A Mother’s Story

Abuse, Domestic Violence, Facing Teen Violence in Muncie, Indiana, Teen Dating Violence

Roberta’s story as told by Lynne Hellman

You know that at age 15, 16 or 17, you really don’t want to listen to your parents. My daughter kept it on the down low, but the first time that I saw her black eye the morning after she spent time with him, I was devastated. I shifted from kind of mad to really angry!

I wanted her to press charges, but she backed out, because an abusive person offers you things you like to keep you entrapped. He bought her things to keep her quiet. The next day or two after the abuse she had nice, cute earrings on. I saw her with the earrings, but I still saw the black eye!

I showed her a short metal pole and told her, “If you’d take this pole and hit him one time with it, he won’t hit you again.” But she wouldn’t take it, and I became disappointed. Whenever we’d go to file charges, she would never file. So I began to think in my head and in my heart that it was time for me to be quiet.

He was sneaky.  In front of me, he was kind and respectful, but behind my back, he was beating my child!

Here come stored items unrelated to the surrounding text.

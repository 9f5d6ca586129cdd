use crate::entities::{EnemyKind, LaserColor, Ship};
use crate::game::Game;
use crate::session::GameState;

/// Which picture to draw for an entity
#[derive(Debug, Clone, Copy, PartialEq, Eq)]
pub enum Sprite {
    Player(usize),
    Enemy(EnemyKind),
    Laser(LaserColor),
}

/// A sprite placed in world units
#[derive(Debug, Clone, Copy, PartialEq, Eq)]
pub struct SpriteDraw {
    pub sprite: Sprite,
    pub x: i32,
    pub y: i32,
    pub width: i32,
    pub height: i32,
    /// Solid part of the sprite, relative to `x`/`y`
    pub solid: (i32, i32, i32, i32),
}

#[derive(Debug, Clone, Copy, PartialEq)]
pub struct HealthBar {
    pub slot: usize,
    pub x: i32,
    /// Top edge, just under the ship
    pub y: i32,
    pub width: i32,
    pub ratio: f64,
    pub health: u32,
}

/// Everything a renderer needs for one frame. Holds no references into the game.
#[derive(Debug, Clone, PartialEq)]
pub struct Snapshot {
    pub play_width: i32,
    pub play_height: i32,
    pub sprites: Vec<SpriteDraw>,
    pub health_bars: Vec<HealthBar>,
    pub lives: i32,
    pub level: u32,
    pub player_count: usize,
    pub state: GameState,
}

impl Snapshot {
    pub fn is_paused(&self) -> bool {
        self.state == GameState::Paused
    }

    pub fn is_lost(&self) -> bool {
        matches!(self.state, GameState::Lost | GameState::Ended)
    }
}

fn ship_draw(ship: &Ship, sprite: Sprite) -> SpriteDraw {
    SpriteDraw {
        sprite,
        x: ship.x,
        y: ship.y,
        width: ship.footprint.width,
        height: ship.footprint.height,
        solid: ship.footprint.solid,
    }
}

fn laser_draws(ship: &Ship) -> impl Iterator<Item = SpriteDraw> + '_ {
    ship.lasers.iter().map(|laser| SpriteDraw {
        sprite: Sprite::Laser(laser.color),
        x: laser.x,
        y: laser.y,
        width: laser.footprint.width,
        height: laser.footprint.height,
        solid: laser.footprint.solid,
    })
}

impl Game {
    /// Draw list in painter's order: enemies, then players, each followed by its lasers.
    pub fn snapshot(&self) -> Snapshot {
        let mut sprites = Vec::new();
        for enemy in &self.enemies {
            sprites.push(ship_draw(&enemy.ship, Sprite::Enemy(enemy.kind)));
            sprites.extend(laser_draws(&enemy.ship));
        }
        for (slot, player) in self.players.iter().enumerate() {
            sprites.push(ship_draw(&player.ship, Sprite::Player(slot)));
            sprites.extend(laser_draws(&player.ship));
        }

        let health_bars = self
            .players
            .iter()
            .enumerate()
            .map(|(slot, player)| HealthBar {
                slot,
                x: player.ship.x,
                y: player.ship.y + player.ship.height() + 10,
                width: player.ship.width(),
                ratio: player.ship.health_ratio(),
                health: player.ship.health,
            })
            .collect();

        Snapshot {
            play_width: self.config.play_width,
            play_height: self.config.play_height,
            sprites,
            health_bars,
            lives: self.session.lives,
            level: self.waves.level,
            player_count: self.players.len(),
            state: self.session.state,
        }
    }
}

There was a time when I was mad at his mom. I would see her at the store, and she’d tell me how much she loved my daughter. I would think, “You don’t love her, because your son is beating on her!” She knew what kind of son she had!

After high school graduation, my daughter and her abuser moved in together. They lived together in an apartment. Then they split up, and my daughter moved back home. She began dating another man. This man confronted her abuser. And the abuse stopped; the abuser no longer had a hold on her, and my heart was peaceful. I learned how to be quiet, and the Lord sent the man who became her husband.